Problem requirements | Search the material below for the string "Some" and extract each line that has it.

Record set |
----------------

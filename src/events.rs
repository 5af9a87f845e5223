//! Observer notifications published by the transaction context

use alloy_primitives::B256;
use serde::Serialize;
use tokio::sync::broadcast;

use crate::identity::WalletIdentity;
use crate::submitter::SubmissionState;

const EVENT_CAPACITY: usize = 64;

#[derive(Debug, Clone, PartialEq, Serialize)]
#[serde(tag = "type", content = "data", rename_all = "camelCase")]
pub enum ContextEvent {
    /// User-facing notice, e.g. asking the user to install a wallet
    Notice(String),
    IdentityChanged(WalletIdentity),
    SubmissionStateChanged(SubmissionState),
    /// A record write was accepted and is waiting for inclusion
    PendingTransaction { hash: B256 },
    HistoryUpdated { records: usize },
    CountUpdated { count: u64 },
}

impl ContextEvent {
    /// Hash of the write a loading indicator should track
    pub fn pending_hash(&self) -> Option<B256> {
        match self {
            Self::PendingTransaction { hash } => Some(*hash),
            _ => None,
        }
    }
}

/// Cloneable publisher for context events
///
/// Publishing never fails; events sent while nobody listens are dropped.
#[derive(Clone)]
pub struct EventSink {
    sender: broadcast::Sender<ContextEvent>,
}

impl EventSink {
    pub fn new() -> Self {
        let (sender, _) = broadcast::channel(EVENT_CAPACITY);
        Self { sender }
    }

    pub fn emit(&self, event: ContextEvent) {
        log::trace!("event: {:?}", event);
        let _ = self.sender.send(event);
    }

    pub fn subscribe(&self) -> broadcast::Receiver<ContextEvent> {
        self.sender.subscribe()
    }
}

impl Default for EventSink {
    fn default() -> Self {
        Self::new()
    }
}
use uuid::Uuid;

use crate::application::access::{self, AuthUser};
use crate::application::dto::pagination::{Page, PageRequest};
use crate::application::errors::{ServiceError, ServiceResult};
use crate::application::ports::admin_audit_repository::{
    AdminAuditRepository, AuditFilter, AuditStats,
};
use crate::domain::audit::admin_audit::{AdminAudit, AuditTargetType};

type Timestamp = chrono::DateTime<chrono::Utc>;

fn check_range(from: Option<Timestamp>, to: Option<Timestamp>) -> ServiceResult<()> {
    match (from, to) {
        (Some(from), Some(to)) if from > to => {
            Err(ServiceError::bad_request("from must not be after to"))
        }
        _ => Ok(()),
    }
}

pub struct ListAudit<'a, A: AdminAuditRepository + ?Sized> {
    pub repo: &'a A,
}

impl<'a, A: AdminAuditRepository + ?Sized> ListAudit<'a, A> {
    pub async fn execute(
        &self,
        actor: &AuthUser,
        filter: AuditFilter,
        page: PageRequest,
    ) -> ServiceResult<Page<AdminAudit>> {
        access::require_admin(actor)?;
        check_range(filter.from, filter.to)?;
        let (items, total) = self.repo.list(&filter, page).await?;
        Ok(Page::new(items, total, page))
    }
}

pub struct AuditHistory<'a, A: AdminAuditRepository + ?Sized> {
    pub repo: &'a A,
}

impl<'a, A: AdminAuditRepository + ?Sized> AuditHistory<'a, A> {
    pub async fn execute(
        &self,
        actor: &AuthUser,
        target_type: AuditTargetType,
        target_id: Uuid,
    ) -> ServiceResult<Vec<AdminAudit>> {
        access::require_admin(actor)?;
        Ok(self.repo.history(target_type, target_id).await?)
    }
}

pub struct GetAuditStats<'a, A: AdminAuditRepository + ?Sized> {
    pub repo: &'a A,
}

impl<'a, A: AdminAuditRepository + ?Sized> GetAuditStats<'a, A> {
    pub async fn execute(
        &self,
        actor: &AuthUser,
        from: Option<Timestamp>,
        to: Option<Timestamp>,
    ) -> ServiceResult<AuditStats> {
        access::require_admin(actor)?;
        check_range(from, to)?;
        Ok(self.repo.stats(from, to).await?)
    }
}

----------------

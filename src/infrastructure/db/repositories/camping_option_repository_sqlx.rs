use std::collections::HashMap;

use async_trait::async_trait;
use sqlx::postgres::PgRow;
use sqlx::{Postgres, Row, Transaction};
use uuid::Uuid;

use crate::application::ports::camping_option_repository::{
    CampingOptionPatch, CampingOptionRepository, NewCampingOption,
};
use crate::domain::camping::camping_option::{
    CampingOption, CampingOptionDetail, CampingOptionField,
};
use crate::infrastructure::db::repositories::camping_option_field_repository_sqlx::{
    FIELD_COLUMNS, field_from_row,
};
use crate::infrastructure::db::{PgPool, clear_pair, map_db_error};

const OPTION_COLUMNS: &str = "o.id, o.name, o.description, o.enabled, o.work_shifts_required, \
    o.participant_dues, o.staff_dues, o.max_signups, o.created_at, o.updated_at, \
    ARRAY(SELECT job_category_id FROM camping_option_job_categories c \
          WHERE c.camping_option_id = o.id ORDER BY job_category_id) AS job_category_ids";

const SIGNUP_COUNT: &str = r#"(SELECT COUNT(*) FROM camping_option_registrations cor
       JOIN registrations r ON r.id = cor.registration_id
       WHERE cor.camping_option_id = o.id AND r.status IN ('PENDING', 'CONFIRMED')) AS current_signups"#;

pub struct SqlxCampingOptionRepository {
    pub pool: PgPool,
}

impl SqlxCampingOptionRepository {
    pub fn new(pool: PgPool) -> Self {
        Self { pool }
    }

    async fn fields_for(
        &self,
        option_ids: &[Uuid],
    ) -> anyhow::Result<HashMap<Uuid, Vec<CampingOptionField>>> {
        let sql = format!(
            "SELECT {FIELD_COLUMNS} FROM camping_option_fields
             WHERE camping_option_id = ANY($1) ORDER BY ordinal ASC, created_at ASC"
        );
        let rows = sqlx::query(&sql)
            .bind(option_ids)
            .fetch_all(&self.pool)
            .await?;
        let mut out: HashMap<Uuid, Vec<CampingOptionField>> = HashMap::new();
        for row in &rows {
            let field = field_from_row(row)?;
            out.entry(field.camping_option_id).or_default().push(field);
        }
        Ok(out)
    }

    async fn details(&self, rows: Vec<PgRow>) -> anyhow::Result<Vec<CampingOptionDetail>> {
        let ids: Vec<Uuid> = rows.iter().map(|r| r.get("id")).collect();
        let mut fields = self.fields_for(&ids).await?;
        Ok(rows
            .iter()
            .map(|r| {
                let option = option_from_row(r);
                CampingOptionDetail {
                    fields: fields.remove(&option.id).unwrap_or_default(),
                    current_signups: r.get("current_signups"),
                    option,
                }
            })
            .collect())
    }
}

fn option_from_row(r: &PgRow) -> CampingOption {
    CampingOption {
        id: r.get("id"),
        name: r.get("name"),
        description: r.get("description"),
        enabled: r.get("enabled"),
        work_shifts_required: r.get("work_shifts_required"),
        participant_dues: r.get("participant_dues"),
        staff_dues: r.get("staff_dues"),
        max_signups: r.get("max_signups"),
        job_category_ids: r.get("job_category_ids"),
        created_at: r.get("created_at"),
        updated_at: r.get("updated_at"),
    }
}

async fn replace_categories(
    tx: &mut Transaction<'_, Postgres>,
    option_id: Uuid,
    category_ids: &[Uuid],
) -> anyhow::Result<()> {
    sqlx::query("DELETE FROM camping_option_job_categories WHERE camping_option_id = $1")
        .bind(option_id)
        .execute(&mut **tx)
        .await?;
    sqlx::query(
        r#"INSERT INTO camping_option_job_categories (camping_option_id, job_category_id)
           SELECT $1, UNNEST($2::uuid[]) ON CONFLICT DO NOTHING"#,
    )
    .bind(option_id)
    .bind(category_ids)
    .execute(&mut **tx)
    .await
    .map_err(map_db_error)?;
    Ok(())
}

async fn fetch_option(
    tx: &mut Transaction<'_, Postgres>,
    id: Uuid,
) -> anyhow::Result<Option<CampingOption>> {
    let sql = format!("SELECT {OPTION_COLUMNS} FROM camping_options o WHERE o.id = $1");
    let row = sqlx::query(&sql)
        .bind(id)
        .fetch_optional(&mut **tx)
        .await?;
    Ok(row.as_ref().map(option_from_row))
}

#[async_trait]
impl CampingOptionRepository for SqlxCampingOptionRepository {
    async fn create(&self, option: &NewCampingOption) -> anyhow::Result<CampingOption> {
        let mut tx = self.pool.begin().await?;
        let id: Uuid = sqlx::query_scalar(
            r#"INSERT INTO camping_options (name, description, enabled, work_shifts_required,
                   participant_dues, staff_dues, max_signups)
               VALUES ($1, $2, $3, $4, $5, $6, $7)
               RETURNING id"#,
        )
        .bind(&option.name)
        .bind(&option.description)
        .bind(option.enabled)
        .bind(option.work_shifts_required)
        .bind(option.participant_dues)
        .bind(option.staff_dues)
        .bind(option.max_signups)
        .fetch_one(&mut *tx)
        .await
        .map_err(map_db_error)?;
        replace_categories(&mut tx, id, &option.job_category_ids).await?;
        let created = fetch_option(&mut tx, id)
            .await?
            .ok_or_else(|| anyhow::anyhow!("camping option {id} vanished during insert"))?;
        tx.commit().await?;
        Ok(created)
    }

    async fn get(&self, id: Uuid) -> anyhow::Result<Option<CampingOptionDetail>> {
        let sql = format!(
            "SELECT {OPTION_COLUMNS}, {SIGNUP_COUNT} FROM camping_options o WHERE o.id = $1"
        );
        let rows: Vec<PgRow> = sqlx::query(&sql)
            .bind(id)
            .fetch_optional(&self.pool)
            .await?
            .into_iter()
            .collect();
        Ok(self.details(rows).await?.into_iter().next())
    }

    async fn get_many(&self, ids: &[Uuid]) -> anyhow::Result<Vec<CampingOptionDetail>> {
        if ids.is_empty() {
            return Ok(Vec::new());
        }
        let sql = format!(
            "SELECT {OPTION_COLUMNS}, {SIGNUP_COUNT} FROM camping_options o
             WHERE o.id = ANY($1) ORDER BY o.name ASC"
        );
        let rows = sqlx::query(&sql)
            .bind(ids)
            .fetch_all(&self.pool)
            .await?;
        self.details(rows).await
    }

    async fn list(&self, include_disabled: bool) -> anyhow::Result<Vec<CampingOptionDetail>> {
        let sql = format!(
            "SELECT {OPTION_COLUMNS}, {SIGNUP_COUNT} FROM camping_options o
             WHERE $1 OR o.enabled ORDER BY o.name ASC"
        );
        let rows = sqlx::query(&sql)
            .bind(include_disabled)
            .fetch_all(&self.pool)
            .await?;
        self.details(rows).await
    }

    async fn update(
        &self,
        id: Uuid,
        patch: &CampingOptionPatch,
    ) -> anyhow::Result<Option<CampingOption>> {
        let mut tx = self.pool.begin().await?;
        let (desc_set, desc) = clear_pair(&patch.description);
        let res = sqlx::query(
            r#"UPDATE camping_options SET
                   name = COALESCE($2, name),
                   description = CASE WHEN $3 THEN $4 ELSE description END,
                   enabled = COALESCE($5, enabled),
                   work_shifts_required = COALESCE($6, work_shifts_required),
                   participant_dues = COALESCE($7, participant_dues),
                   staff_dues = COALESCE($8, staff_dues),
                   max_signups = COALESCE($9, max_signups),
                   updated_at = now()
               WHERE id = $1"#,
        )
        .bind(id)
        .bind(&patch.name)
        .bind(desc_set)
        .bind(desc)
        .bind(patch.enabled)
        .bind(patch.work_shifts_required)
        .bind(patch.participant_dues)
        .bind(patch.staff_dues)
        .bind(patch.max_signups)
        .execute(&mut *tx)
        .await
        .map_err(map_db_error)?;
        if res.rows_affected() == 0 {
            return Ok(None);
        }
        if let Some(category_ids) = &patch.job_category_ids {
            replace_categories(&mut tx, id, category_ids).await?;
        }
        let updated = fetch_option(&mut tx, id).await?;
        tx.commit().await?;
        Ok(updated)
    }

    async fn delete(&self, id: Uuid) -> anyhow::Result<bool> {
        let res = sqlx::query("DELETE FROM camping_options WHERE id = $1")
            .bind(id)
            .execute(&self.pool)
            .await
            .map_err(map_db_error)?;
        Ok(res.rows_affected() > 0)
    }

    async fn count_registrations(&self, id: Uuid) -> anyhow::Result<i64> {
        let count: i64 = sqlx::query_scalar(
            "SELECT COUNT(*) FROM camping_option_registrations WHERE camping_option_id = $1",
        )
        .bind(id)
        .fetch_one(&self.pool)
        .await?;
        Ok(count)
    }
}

----------------

Written solution |
            Self::PendingTransaction { hash } => Some(*hash),
        (Some(from), Some(to)) if from > to => {
        if let Some(category_ids) = &patch.job_category_ids {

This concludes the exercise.